One thing that clarifies this a bit is the fact that we’re talking about two different processes as I mentioned before. The Cisco documentation you shared indicates Wireless LAN controller discovery methods. This is the process by which an AP compiles a list of WLCs. There is no priority or precedence here. As soon as a source of info gives you a WLC address, it just adds it to the list. This is the WLC discovery process. There is no order here.

The WLC selection process however does have a precedence. The terminology used in the questions may be misleading. I believe the CBT Nuggets question should read “WLC selection process”.

So I guess the question remains, what source do you trust? When things like this happen, if you could lab this up and check it out, that would be the most authoritative source of information. However, if you can’t do that, then I believe the Cisco documentation takes precedence as far as real-world information is concerned. (i.e. info you need for deployment and troubleshooting of production networks). For certification purposes, I would tend to agree with the OCG. So there is a level of confusion here, but the issue is somewhat minor, so as far as certification goes, it’s not something to worry about too much.

If you depend only on the list of WLCs that each AP has compiled, when a WLC fails, the APs fallback behavior is reactive and non-deterministic, which introduces several risks and delays. You don’t know how each AP will choose the next WLC. If you manually configure the primary/secondary/tertiary on your APs, you can arrange them in such a way so that each one has a different order. What’s wrong with just joining the least loaded one? Well, if all APs do that simultaneously, the least loaded WLC will quickly become overloaded. Does that make sense?

I hope this has been helpful!

Laz

Hello.

Great, that makes sense. I have one final question. These prim/sec/ter controllers can be configured here on the WLC:

How is the configuration different here than if I was to do it in an AP Join Profile instead?

From what I understand, the first configuration is what the WLC presents during the discovery process while the second configuration is what the WLC tells the AP once it associates to it. In other words, if the WLC fails, the AP will switch to the configured backup primary/secondary controllers.

Thank you.
David

Hello David

The configuration differences between setting primary/secondary/tertiary controllers globally on the WLC versus in an AP join profile relate to scope, persistence, and discovery mechanics.
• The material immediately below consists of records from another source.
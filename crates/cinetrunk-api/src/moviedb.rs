//! Pass-through proxy to the external movie database (TMDB).
//!
//! | Method | Path | Upstream |
//! |--------|------|----------|
//! | `GET`  | `/search?query=&page=` | `/search/movie` |
//! | `GET`  | `/movie/{id}` | `/movie/{id}` |
//! | `GET`  | `/movie/{id}/{credits\|images\|reviews\|similar\|videos}` | same path |
//! | `GET`  | `/movie/{id}/trailers` | `/movie/{id}/videos`, trailers only |
//! | `GET`  | `/now-playing?page=` | `/movie/now_playing` |
//! | `GET`  | `/search-popular?page=&year=` | `/discover/movie` by popularity |
//! | `GET`  | `/genres` | `/genre/movie/list` |
//! | `GET`  | `/genres/{id}?page=&year=` | `/discover/movie` with one genre |
//! | `GET`  | `/movies-by-genres?genres=1,2&page=&year=` | `/discover/movie` |
//!
//! Response bodies are forwarded untouched. Every failure, including a
//! missing API key, surfaces as 502.

use std::{sync::Arc, time::Duration};

use axum::{
  Json, Router,
  extract::{Path, Query, State},
  http::header,
  routing::get,
};
use reqwest::Client;
use serde::Deserialize;
use serde_json::Value;

use crate::{error::ApiError, movies::parse_external_id};

pub const DEFAULT_BASE_URL: &str = "https://api.themoviedb.org/3";
const LANGUAGE: &str = "en-US";
const MOVIE_RESOURCES: &[&str] = &["credits", "images", "reviews", "similar", "videos"];

fn default_base_url() -> String { DEFAULT_BASE_URL.to_string() }

/// Connection settings for the movie database.
#[derive(Debug, Clone, Deserialize)]
pub struct MovieDbConfig {
  #[serde(default = "default_base_url")]
  pub base_url: String,
  /// Bearer token; the proxy answers 502 while unset.
  #[serde(default)]
  pub api_key:  Option<String>,
}

impl Default for MovieDbConfig {
  fn default() -> Self {
    Self { base_url: default_base_url(), api_key: None }
  }
}

/// Async client for the movie database.
///
/// Cheap to clone — the inner [`reqwest::Client`] is `Arc`-based.
#[derive(Clone)]
pub struct MovieDbClient {
  client: Client,
  config: MovieDbConfig,
}

impl MovieDbClient {
  pub fn new(config: MovieDbConfig) -> Result<Self, reqwest::Error> {
    let client = Client::builder().timeout(Duration::from_secs(15)).build()?;
    Ok(Self { client, config })
  }

  fn url(&self, path: &str) -> String {
    format!("{}{}", self.config.base_url.trim_end_matches('/'), path)
  }

  /// `GET {base_url}{path}` with the bearer key, `language` and `query`.
  pub async fn get(&self, path: &str, query: &[(&str, String)]) -> Result<Value, ApiError> {
    let key = self
      .config
      .api_key
      .as_deref()
      .ok_or_else(|| ApiError::Upstream("movie database API key is not configured".into()))?;

    let resp = self
      .client
      .get(self.url(path))
      .bearer_auth(key)
      .header(header::ACCEPT, "application/json")
      .query(&[("language", LANGUAGE)])
      .query(query)
      .send()
      .await?;

    let status = resp.status();
    if !status.is_success() {
      tracing::warn!(path, %status, "movie database request failed");
      return Err(ApiError::Upstream(format!("GET {path} → {status}")));
    }
    Ok(resp.json().await?)
  }
}

// ─── Query parameters ─────────────────────────────────────────────────────────

#[derive(Debug, Default, Deserialize)]
pub struct SearchParams {
  pub query: String,
  pub page:  Option<u32>,
}

#[derive(Debug, Default, Deserialize)]
pub struct PageParams {
  pub page:   Option<u32>,
  pub year:   Option<i32>,
  /// Comma-separated genre ids; only read by `/movies-by-genres`.
  pub genres: Option<String>,
}

impl PageParams {
  fn page(&self) -> String { self.page.unwrap_or(1).to_string() }
}

/// `/discover/movie` query for popular movies, optionally filtered by genre
/// ids and release year.
fn discover_query(genres: &[i64], params: &PageParams) -> Vec<(&'static str, String)> {
  let mut query = vec![
    ("include_adult", "false".to_string()),
    ("sort_by", "popularity.desc".to_string()),
    ("page", params.page()),
  ];
  if !genres.is_empty() {
    let ids: Vec<String> = genres.iter().map(i64::to_string).collect();
    query.push(("with_genres", ids.join(",")));
  }
  if let Some(year) = params.year {
    query.push(("primary_release_year", year.to_string()));
  }
  query
}

fn parse_genre_list(raw: &str) -> Result<Vec<i64>, ApiError> {
  raw
    .split(',')
    .map(str::trim)
    .filter(|s| !s.is_empty())
    .map(parse_external_id)
    .collect()
}

// ─── Handlers ─────────────────────────────────────────────────────────────────

type Db = State<Arc<MovieDbClient>>;

/// Build the proxy router; nest it under `/moviesdb`.
pub fn router(client: Arc<MovieDbClient>) -> Router<()> {
  Router::new()
    .route("/search",                 get(search))
    .route("/movie/{id}",             get(movie_details))
    .route("/movie/{id}/trailers",    get(movie_trailers))
    .route("/movie/{id}/{resource}",  get(movie_resource))
    .route("/now-playing",            get(now_playing))
    .route("/search-popular",         get(popular))
    .route("/genres",                 get(genres))
    .route("/genres/{id}",            get(movies_by_genre))
    .route("/movies-by-genres",       get(movies_by_genres))
    .with_state(client)
}

async fn search(State(db): Db, Query(params): Query<SearchParams>) -> Result<Json<Value>, ApiError> {
  let query = [
    ("query", params.query),
    ("include_adult", "false".to_string()),
    ("page", params.page.unwrap_or(1).to_string()),
  ];
  Ok(Json(db.get("/search/movie", &query).await?))
}

async fn movie_details(State(db): Db, Path(id): Path<String>) -> Result<Json<Value>, ApiError> {
  let id = parse_external_id(&id)?;
  Ok(Json(db.get(&format!("/movie/{id}"), &[]).await?))
}

async fn movie_resource(
  State(db): Db,
  Path((id, resource)): Path<(String, String)>,
) -> Result<Json<Value>, ApiError> {
  let id = parse_external_id(&id)?;
  if !MOVIE_RESOURCES.contains(&resource.as_str()) {
    return Err(ApiError::NotFound(format!("unknown movie resource {resource:?}")));
  }
  Ok(Json(db.get(&format!("/movie/{id}/{resource}"), &[]).await?))
}

async fn movie_trailers(State(db): Db, Path(id): Path<String>) -> Result<Json<Value>, ApiError> {
  let id     = parse_external_id(&id)?;
  let videos = db.get(&format!("/movie/{id}/videos"), &[]).await?;
  Ok(Json(Value::Array(trailers(videos))))
}

/// Keep only YouTube trailers from a `/videos` payload.
fn trailers(videos: Value) -> Vec<Value> {
  let Value::Object(mut map) = videos else { return Vec::new() };
  let Some(Value::Array(results)) = map.remove("results") else { return Vec::new() };
  results
    .into_iter()
    .filter(|v| v["type"] == "Trailer" && v["site"] == "YouTube")
    .collect()
}

async fn now_playing(State(db): Db, Query(params): Query<PageParams>) -> Result<Json<Value>, ApiError> {
  Ok(Json(db.get("/movie/now_playing", &[("page", params.page())]).await?))
}

async fn popular(State(db): Db, Query(params): Query<PageParams>) -> Result<Json<Value>, ApiError> {
  Ok(Json(db.get("/discover/movie", &discover_query(&[], &params)).await?))
}

async fn genres(State(db): Db) -> Result<Json<Value>, ApiError> {
  Ok(Json(db.get("/genre/movie/list", &[]).await?))
}

async fn movies_by_genre(
  State(db): Db,
  Path(id): Path<String>,
  Query(params): Query<PageParams>,
) -> Result<Json<Value>, ApiError> {
  let id = parse_external_id(&id)?;
  Ok(Json(db.get("/discover/movie", &discover_query(&[id], &params)).await?))
}

async fn movies_by_genres(
  State(db): Db,
  Query(params): Query<PageParams>,
) -> Result<Json<Value>, ApiError> {
  let ids = parse_genre_list(params.genres.as_deref().unwrap_or(""))?;
  Ok(Json(db.get("/discover/movie", &discover_query(&ids, &params)).await?))
}
//! Server configuration: an optional TOML file layered under `CINETRUNK_*`
//! environment variables.

use std::{
  path::{Path, PathBuf},
  time::Duration,
};

use cinetrunk_api::moviedb::MovieDbConfig;
use config::{
  Config, ConfigBuilder, ConfigError, Environment, File, builder::DefaultState,
};
use serde::Deserialize;

fn default_host() -> String { "127.0.0.1".to_string() }
fn default_port() -> u16 { 5001 }
fn default_store_path() -> PathBuf { PathBuf::from("cinetrunk.db") }
fn default_token_ttl_secs() -> u64 { 3600 }
fn default_request_timeout_secs() -> u64 { 30 }
fn default_reap_interval_secs() -> u64 { 3600 }

/// Runtime server configuration.
#[derive(Debug, Deserialize, Clone)]
pub struct ServerConfig {
  #[serde(default = "default_host")]
  pub host:                 String,
  #[serde(default = "default_port")]
  pub port:                 u16,
  #[serde(default = "default_store_path")]
  pub store_path:           PathBuf,
  /// HS256 secret for login tokens. Required.
  pub jwt_secret:           String,
  #[serde(default = "default_token_ttl_secs")]
  pub token_ttl_secs:       u64,
  #[serde(default = "default_request_timeout_secs")]
  pub request_timeout_secs: u64,
  /// How often expired activities are physically removed.
  #[serde(default = "default_reap_interval_secs")]
  pub reap_interval_secs:   u64,
  #[serde(default)]
  pub movie_db:             MovieDbConfig,
}

impl ServerConfig {
  /// Read `path` (if it exists) and apply environment overrides, e.g.
  /// `CINETRUNK_PORT` or `CINETRUNK_MOVIE_DB__API_KEY`.
  pub fn load(path: &Path) -> Result<Self, ConfigError> {
    Self::from_builder(Config::builder().add_source(File::from(path).required(false)))
  }

  fn from_builder(builder: ConfigBuilder<DefaultState>) -> Result<Self, ConfigError> {
    builder
      .add_source(
        Environment::with_prefix("CINETRUNK")
          .prefix_separator("_")
          .separator("__")
          .try_parsing(true),
      )
      .build()?
      .try_deserialize()
  }

  pub fn address(&self) -> String { format!("{}:{}", self.host, self.port) }

  pub fn token_ttl(&self) -> chrono::Duration {
    chrono::Duration::seconds(i64::try_from(self.token_ttl_secs).unwrap_or(i64::MAX))
  }

  pub fn request_timeout(&self) -> Duration { Duration::from_secs(self.request_timeout_secs) }

  pub fn reap_interval(&self) -> Duration {
    Duration::from_secs(self.reap_interval_secs.max(1))
  }

  /// `store_path` with a leading `~/` expanded.
  pub fn resolved_store_path(&self) -> PathBuf { expand_tilde(&self.store_path) }
}

/// Expand a leading `~` to the user's home directory.
fn expand_tilde(path: &Path) -> PathBuf {
  let s = path.to_string_lossy();
  if let Some(rest) = s.strip_prefix("~/")
    && let Ok(home) = std::env::var("HOME")
  {
    return PathBuf::from(home).join(rest);
  }
  path.to_path_buf()
}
When configured globally in the WLC, the configured controllers apply to all APs connecting to that controller. The controller addresses are included in DHCP Option 43, DNS responses (CISCO-CAPWAP-CONTROLLER), and other discovery mechanisms. This is less granular and is used when most APs in a deployment should follow the same failover hierarchy. This initial list is retained until the AP successfully joins a controller, at which point they receive an updated list from their joined controller.
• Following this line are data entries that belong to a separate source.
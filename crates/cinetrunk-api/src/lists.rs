//! Handlers for `/lists` endpoints.
//!
//! | Method   | Path | Notes |
//! |----------|------|-------|
//! | `POST`   | `/lists` | Body: `{"user_id","name","description"?}` |
//! | `GET`    | `/lists/user/{id}` | Lists owned by a user |
//! | `GET`    | `/lists/{id}` | 404 if not found |
//! | `DELETE` | `/lists/{id}` | |
//! | `POST`   | `/lists/{id}/movies` | Body: `MovieSnapshot`; ADD_TO_LIST activity when newly added |
//! | `DELETE` | `/lists/{id}/movies/{external_id}` | No-op if absent |

use axum::{
  extract::{Path, State},
  http::StatusCode,
  response::IntoResponse,
};
use cinetrunk_core::{
  activity::NewActivity,
  list::{MovieList, NewList},
  movie::MovieSnapshot,
  store::SocialStore,
};
use serde::Deserialize;
use serde_json::{Value, json};

use crate::{
  AppState, activity,
  error::{ApiError, parse_id},
  extract::Json,
  movies::parse_external_id,
};

// ─── Create ───────────────────────────────────────────────────────────────────

#[derive(Debug, Deserialize)]
pub struct CreateBody {
  pub user_id:     String,
  pub name:        String,
  pub description: Option<String>,
}

/// `POST /lists`
pub async fn create<S: SocialStore>(
  State(state): State<AppState<S>>,
  Json(body): Json<CreateBody>,
) -> Result<impl IntoResponse, ApiError> {
  let owner_id = parse_id(&body.user_id)?;
  let list = state
    .store
    .create_list(NewList { owner_id, name: body.name, description: body.description })
    .await
    .map_err(ApiError::store)?;
  Ok((StatusCode::CREATED, Json(list)))
}

// ─── Read ─────────────────────────────────────────────────────────────────────

/// `GET /lists/user/{id}`
pub async fn for_user<S: SocialStore>(
  State(state): State<AppState<S>>,
  Path(id): Path<String>,
) -> Result<Json<Vec<MovieList>>, ApiError> {
  let id = parse_id(&id)?;
  Ok(Json(state.store.lists_for_user(id).await.map_err(ApiError::store)?))
}

/// `GET /lists/{id}`
pub async fn get_one<S: SocialStore>(
  State(state): State<AppState<S>>,
  Path(id): Path<String>,
) -> Result<Json<MovieList>, ApiError> {
  let id = parse_id(&id)?;
  let list = state
    .store
    .get_list(id)
    .await
    .map_err(ApiError::store)?
    .ok_or_else(|| ApiError::NotFound(format!("list {id} not found")))?;
  Ok(Json(list))
}

// ─── Delete ───────────────────────────────────────────────────────────────────

/// `DELETE /lists/{id}`
pub async fn delete_one<S: SocialStore>(
  State(state): State<AppState<S>>,
  Path(id): Path<String>,
) -> Result<Json<Value>, ApiError> {
  let id = parse_id(&id)?;
  state.store.delete_list(id).await.map_err(ApiError::store)?;
  Ok(Json(json!({ "message": "List deleted successfully" })))
}

// ─── Membership ───────────────────────────────────────────────────────────────

/// `POST /lists/{id}/movies`
pub async fn add_movie<S: SocialStore>(
  State(state): State<AppState<S>>,
  Path(id): Path<String>,
  Json(movie): Json<MovieSnapshot>,
) -> Result<Json<MovieList>, ApiError> {
  let id = parse_id(&id)?;
  let addition = state
    .store
    .add_movie_to_list(id, movie)
    .await
    .map_err(ApiError::store)?;

  if addition.added {
    activity::record(state.store.as_ref(), NewActivity::add_to_list(&addition)).await;
  }
  Ok(Json(addition.list))
}

/// `DELETE /lists/{id}/movies/{external_id}`
pub async fn remove_movie<S: SocialStore>(
  State(state): State<AppState<S>>,
  Path((id, external_id)): Path<(String, String)>,
) -> Result<Json<MovieList>, ApiError> {
  let id          = parse_id(&id)?;
  let external_id = parse_external_id(&external_id)?;
  let list = state
    .store
    .remove_movie_from_list(id, external_id)
    .await
    .map_err(ApiError::store)?;
  Ok(Json(list))
}
use super::helpers::{execute, run_error};
use sable_types::Value;

#[test]
fn test_nil_coalescing_after_chain() {
    assert_eq!(execute("let a\nreturn a?.b ?? 2").unwrap(), Value::Int(2));
}

#[test]
fn test_chain_reads_through() {
    let source = "let m = { x: { y: 3 } }\nreturn m?.x?.y";
    assert_eq!(execute(source).unwrap(), Value::Int(3));
}

#[test]
fn test_short_circuit_skips_arguments() {
    let source = r#"
        let calls = 0
        function touch() { calls++; return 1 }
        let a = null
        let r = a?.b(touch())
        return calls
    "#;
    assert_eq!(execute(source).unwrap(), Value::Int(0));
}

#[test]
fn test_short_circuit_skips_rest_of_chain() {
    let source = r#"
        let a = null
        let r = a?.b.c.d
        return r == null
    "#;
    assert_eq!(execute(source).unwrap(), Value::Bool(true));
}

#[test]
fn test_optional_call() {
    assert_eq!(execute("let f = null\nreturn f?.()").unwrap(), Value::Null);
    assert_eq!(execute("let f = (x) => x + 1\nreturn f?.(1)").unwrap(), Value::Int(2));
}

#[test]
fn test_optional_index() {
    assert_eq!(execute("let a\nreturn a?.[0] ?? 9").unwrap(), Value::Int(9));
    assert_eq!(execute("let a = [4]\nreturn a?.[0]").unwrap(), Value::Int(4));
}

#[test]
fn test_missing_member_then_optional() {
    assert_eq!(execute("let m = {}\nreturn m.x?.y ?? 1").unwrap(), Value::Int(1));
}

#[test]
fn test_plain_access_still_fails() {
    assert_eq!(run_error("let m = {}\nreturn m.x.y"), "Cant read property y of undefined");
}
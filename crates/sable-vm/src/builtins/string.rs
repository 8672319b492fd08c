//! String prototype functions
//!
//! Called as methods: `"  a ".trim()`. The receiver arrives as `this`.

use crate::error::VmError;
use crate::vm::Vm;
use sable_types::Value;

fn receiver<'a>(this: &'a Value, name: &str) -> Result<&'a str, VmError> {
    this.as_str().ok_or_else(|| {
        VmError::new(format!(
            "{}: expected a string receiver, got {}",
            name,
            this.type_name()
        ))
    })
}

pub fn vm_trim(_vm: &mut Vm, this: &Value, _args: &[Value]) -> Result<Value, VmError> {
    Ok(Value::string(receiver(this, "trim")?.trim()))
}

pub fn vm_to_upper(_vm: &mut Vm, this: &Value, _args: &[Value]) -> Result<Value, VmError> {
    Ok(Value::from(receiver(this, "toUpper")?.to_uppercase()))
}

pub fn vm_to_lower(_vm: &mut Vm, this: &Value, _args: &[Value]) -> Result<Value, VmError> {
    Ok(Value::from(receiver(this, "toLower")?.to_lowercase()))
}

/// Splits on a separator; an empty separator splits into characters.
pub fn vm_split(_vm: &mut Vm, this: &Value, args: &[Value]) -> Result<Value, VmError> {
    let s = receiver(this, "split")?;
    let sep = match &args[0] {
        Value::String(sep) => sep.to_string(),
        Value::Rune(r) => r.to_string(),
        other => {
            return Err(VmError::new(format!(
                "split: expected a string separator, got {}",
                other.type_name()
            )))
        }
    };

    let parts: Vec<Value> = if sep.is_empty() {
        s.chars().map(|c| Value::from(c.to_string())).collect()
    } else {
        s.split(sep.as_str()).map(Value::from).collect()
    };
    Ok(Value::array(parts))
}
And this is where your first screenshot comes in. Here, you can configure the primary, secondary, and tertiary controllers on a per AP basis. Once an AP joins the controller, these settings are transferred to the AP, and defines the AP’s static preference list for controller failover.
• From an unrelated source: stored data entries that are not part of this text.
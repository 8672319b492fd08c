//! Opaque runtime objects: closures, bound methods, class instances, errors
//! and host-provided objects.

use crate::error::ScriptError;
use crate::sync::{Arc, Shared};
use crate::value::Value;
use std::collections::HashMap;
use std::fmt;

/// A reference into the register storage of the frame that defined a
/// captured variable. Reads and writes go to the live storage, so every
/// closure holding the cell observes the same variable.
#[derive(Clone)]
pub struct ClosureCell {
    pub storage: Shared<Vec<Value>>,
    pub index: usize,
}

impl ClosureCell {
    pub fn new(storage: Shared<Vec<Value>>, index: usize) -> Self {
        Self { storage, index }
    }

    pub fn get(&self) -> Value {
        self.storage
            .read()
            .get(self.index)
            .cloned()
            .unwrap_or_default()
    }

    pub fn set(&self, value: Value) {
        let mut regs = self.storage.write();
        if self.index >= regs.len() {
            regs.resize(self.index + 1, Value::Null);
        }
        regs[self.index] = value;
    }
}

impl fmt::Debug for ClosureCell {
    fn fmt(&self, f: &mut fmt::Formatter<'_>) -> fmt::Result {
        write!(f, "ClosureCell({:p}#{})", Arc::as_ptr(&self.storage), self.index)
    }
}

/// A function value together with the cells it captured.
#[derive(Clone, Debug)]
pub struct Closure {
    pub func: usize,
    pub cells: Arc<[ClosureCell]>,
}

/// A class instance.
#[derive(Clone, Debug, Default)]
pub struct Instance {
    pub class: usize,
    pub fields: HashMap<String, Value>,
}

/// Objects implemented by the embedding host.
///
/// Every method has a default so a host type only implements what it
/// supports. `compare` returns -1, 0 or 1, or -2 when the values cannot be
/// ordered.
pub trait HostObject: Send + Sync {
    fn type_name(&self) -> &str;

    fn get_field(&self, _name: &str) -> Option<Value> {
        None
    }

    fn set_field(&self, name: &str, _value: Value) -> Result<(), ScriptError> {
        Err(ScriptError::new(format!(
            "Can't set {} of {}",
            name,
            self.type_name()
        )))
    }

    fn has_method(&self, _name: &str) -> bool {
        false
    }

    fn call_method(&self, name: &str, _args: &[Value]) -> Result<Value, ScriptError> {
        Err(ScriptError::new(format!(
            "{} has no method {}",
            self.type_name(),
            name
        )))
    }

    fn compare(&self, _other: &Value) -> i32 {
        -2
    }

    fn equals(&self, _other: &Value) -> bool {
        false
    }

    fn export(&self, _depth: usize) -> serde_json::Value {
        serde_json::Value::String(format!("[{}]", self.type_name()))
    }

    /// Releases resources held by the object. Called by finalizers.
    fn close(&self) -> Result<(), ScriptError> {
        Ok(())
    }
}

#[derive(Clone)]
pub enum Object {
    Closure(Closure),
    /// A class method bound to its receiver.
    Method { this: Box<Value>, func: usize },
    Instance(Shared<Instance>),
    Error(Arc<ScriptError>),
    /// A native prototype function (`String.prototype.trim`) bound to its receiver.
    NativePrototype { this: Box<Value>, func: usize },
    HostMethod { host: Arc<dyn HostObject>, name: Arc<str> },
    Host(Arc<dyn HostObject>),
}

impl Object {
    pub fn type_name(&self) -> &str {
        match self {
            Object::Closure(_) => "function",
            Object::Method { .. } => "method",
            Object::Instance(_) => "object",
            Object::Error(_) => "error",
            Object::NativePrototype { .. } | Object::HostMethod { .. } => "native method",
            Object::Host(h) => h.type_name(),
        }
    }

    /// Identity comparison.
    pub fn same(&self, other: &Object) -> bool {
        match (self, other) {
            (Object::Closure(a), Object::Closure(b)) => {
                a.func == b.func && std::ptr::eq(a.cells.as_ptr(), b.cells.as_ptr())
            }
            (Object::Method { this: t1, func: f1 }, Object::Method { this: t2, func: f2 })
            | (
                Object::NativePrototype { this: t1, func: f1 },
                Object::NativePrototype { this: t2, func: f2 },
            ) => f1 == f2 && t1.strict_equals(t2),
            (Object::Instance(a), Object::Instance(b)) => Arc::ptr_eq(a, b),
            (Object::Error(a), Object::Error(b)) => Arc::ptr_eq(a, b),
            (
                Object::HostMethod { host: h1, name: n1 },
                Object::HostMethod { host: h2, name: n2 },
            ) => Arc::ptr_eq(h1, h2) && n1 == n2,
            (Object::Host(a), Object::Host(b)) => Arc::ptr_eq(a, b),
            _ => false,
        }
    }

    /// Address used to hash objects by identity.
    pub(crate) fn identity(&self) -> usize {
        match self {
            Object::Closure(c) => c.cells.as_ptr() as *const u8 as usize ^ c.func,
            Object::Method { func, .. } | Object::NativePrototype { func, .. } => *func,
            Object::Instance(i) => Arc::as_ptr(i) as *const u8 as usize,
            Object::Error(e) => Arc::as_ptr(e) as *const u8 as usize,
            Object::HostMethod { host, .. } | Object::Host(host) => {
                Arc::as_ptr(host) as *const u8 as usize
            }
        }
    }
}

impl fmt::Debug for Object {
    fn fmt(&self, f: &mut fmt::Formatter<'_>) -> fmt::Result {
        match self {
            Object::Closure(c) => write!(f, "Closure({})", c.func),
            Object::Method { func, .. } => write!(f, "Method({})", func),
            Object::Instance(i) => {
                let inst = i.read();
                let mut names: Vec<&String> = inst.fields.keys().collect();
                names.sort();
                write!(f, "Instance({:?})", names)
            }
            Object::Error(e) => write!(f, "Error({:?})", e.message),
            Object::NativePrototype { func, .. } => write!(f, "NativePrototype({})", func),
            Object::HostMethod { host, name } => write!(f, "{}.{}", host.type_name(), name),
            Object::Host(h) => write!(f, "[{}]", h.type_name()),
        }
    }
}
This has the same result with the manual configuration in the Join profile which is the second screenshot you shared. So it’s just a different location from which to configure these parameters.

If both are configured, which one takes precedence? The WLC configuration takes precedence over the Join Profile. The join profile is applied only when the AP initially joins. If the WLC has different parameters to give the AP, those take precedence.

I hope this has been helpful!

Laz